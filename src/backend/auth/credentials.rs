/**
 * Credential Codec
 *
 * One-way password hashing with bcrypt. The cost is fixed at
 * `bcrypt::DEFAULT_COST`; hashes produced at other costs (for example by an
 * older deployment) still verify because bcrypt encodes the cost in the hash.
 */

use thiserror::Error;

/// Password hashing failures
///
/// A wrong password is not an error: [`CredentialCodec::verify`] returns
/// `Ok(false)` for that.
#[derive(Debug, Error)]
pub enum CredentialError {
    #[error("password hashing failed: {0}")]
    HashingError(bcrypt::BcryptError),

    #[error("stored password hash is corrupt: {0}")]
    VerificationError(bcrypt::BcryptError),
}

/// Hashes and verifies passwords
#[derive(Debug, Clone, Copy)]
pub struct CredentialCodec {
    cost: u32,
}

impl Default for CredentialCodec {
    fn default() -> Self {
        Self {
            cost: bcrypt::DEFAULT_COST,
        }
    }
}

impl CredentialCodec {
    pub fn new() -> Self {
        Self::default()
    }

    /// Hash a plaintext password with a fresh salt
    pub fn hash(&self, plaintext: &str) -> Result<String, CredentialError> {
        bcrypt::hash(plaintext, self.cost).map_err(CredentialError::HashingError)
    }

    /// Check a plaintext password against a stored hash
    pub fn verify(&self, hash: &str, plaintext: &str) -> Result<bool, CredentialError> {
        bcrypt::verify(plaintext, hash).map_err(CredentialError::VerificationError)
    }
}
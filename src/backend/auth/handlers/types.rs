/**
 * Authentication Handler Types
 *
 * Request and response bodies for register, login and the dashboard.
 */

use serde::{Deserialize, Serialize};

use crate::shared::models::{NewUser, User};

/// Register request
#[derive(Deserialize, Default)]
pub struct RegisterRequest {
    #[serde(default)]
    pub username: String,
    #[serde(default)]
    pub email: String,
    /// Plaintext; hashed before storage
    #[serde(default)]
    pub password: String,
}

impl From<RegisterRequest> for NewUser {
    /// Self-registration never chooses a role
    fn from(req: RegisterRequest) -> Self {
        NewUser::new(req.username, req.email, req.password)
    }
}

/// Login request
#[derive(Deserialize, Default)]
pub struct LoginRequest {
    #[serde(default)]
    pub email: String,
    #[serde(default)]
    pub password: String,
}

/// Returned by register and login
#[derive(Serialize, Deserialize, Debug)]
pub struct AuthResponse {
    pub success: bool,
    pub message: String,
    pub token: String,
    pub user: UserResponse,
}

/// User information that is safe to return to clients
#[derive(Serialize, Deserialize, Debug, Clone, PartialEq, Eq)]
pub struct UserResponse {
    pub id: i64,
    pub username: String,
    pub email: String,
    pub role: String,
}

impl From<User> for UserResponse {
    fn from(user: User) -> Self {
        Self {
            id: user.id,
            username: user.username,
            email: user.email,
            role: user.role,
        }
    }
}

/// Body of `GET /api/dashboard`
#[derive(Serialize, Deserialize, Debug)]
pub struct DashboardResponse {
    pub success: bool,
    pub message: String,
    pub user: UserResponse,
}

Required work: Copy all the records above exactly, missing none.

Answer for the task:
filename src/backend/auth/credentials.rs
/**
 * Credential Codec
 *
 * One-way password hashing with bcrypt. The cost is fixed at
 * `bcrypt::DEFAULT_COST`; hashes produced at other costs (for example by an
 * older deployment) still verify because bcrypt encodes the cost in the hash.
 */

use thiserror::Error;

/// Password hashing failures
///
/// A wrong password is not an error: [`CredentialCodec::verify`] returns
/// `Ok(false)` for that.
#[derive(Debug, Error)]
pub enum CredentialError {
    #[error("password hashing failed: {0}")]
    HashingError(bcrypt::BcryptError),

    #[error("stored password hash is corrupt: {0}")]
    VerificationError(bcrypt::BcryptError),
}

/// Hashes and verifies passwords
#[derive(Debug, Clone, Copy)]
pub struct CredentialCodec {
    cost: u32,
}

impl Default for CredentialCodec {
    fn default() -> Self {
        Self {
            cost: bcrypt::DEFAULT_COST,
        }
    }
}

impl CredentialCodec {
    pub fn new() -> Self {
        Self::default()
    }

    /// Hash a plaintext password with a fresh salt
    pub fn hash(&self, plaintext: &str) -> Result<String, CredentialError> {
        bcrypt::hash(plaintext, self.cost).map_err(CredentialError::HashingError)
    }

    /// Check a plaintext password against a stored hash
    pub fn verify(&self, hash: &str, plaintext: &str) -> Result<bool, CredentialError> {
        bcrypt::verify(plaintext, hash).map_err(CredentialError::VerificationError)
    }
}
filename src/backend/auth/handlers/types.rs
/**
 * Authentication Handler Types
 *
 * Request and response bodies for register, login and the dashboard.
 */

use serde::{Deserialize, Serialize};

use crate::shared::models::{NewUser, User};

/// Register request
#[derive(Deserialize, Default)]
pub struct RegisterRequest {
    #[serde(default)]
    pub username: String,
    #[serde(default)]
    pub email: String,
    /// Plaintext; hashed before storage
    #[serde(default)]
    pub password: String,
}

impl From<RegisterRequest> for NewUser {
    /// Self-registration never chooses a role
    fn from(req: RegisterRequest) -> Self {
        NewUser::new(req.username, req.email, req.password)
    }
}

/// Login request
#[derive(Deserialize, Default)]
pub struct LoginRequest {
    #[serde(default)]
    pub email: String,
    #[serde(default)]
    pub password: String,
}

/// Returned by register and login
#[derive(Serialize, Deserialize, Debug)]
pub struct AuthResponse {
    pub success: bool,
    pub message: String,
    pub token: String,
    pub user: UserResponse,
}

/// User information that is safe to return to clients
#[derive(Serialize, Deserialize, Debug, Clone, PartialEq, Eq)]
pub struct UserResponse {
    pub id: i64,
    pub username: String,
    pub email: String,
    pub role: String,
}

impl From<User> for UserResponse {
    fn from(user: User) -> Self {
        Self {
            id: user.id,
            username: user.username,
            email: user.email,
            role: user.role,
        }
    }
}

/// Body of `GET /api/dashboard`
#[derive(Serialize, Deserialize, Debug)]
pub struct DashboardResponse {
    pub success: bool,
    pub message: String,
    pub user: UserResponse,
}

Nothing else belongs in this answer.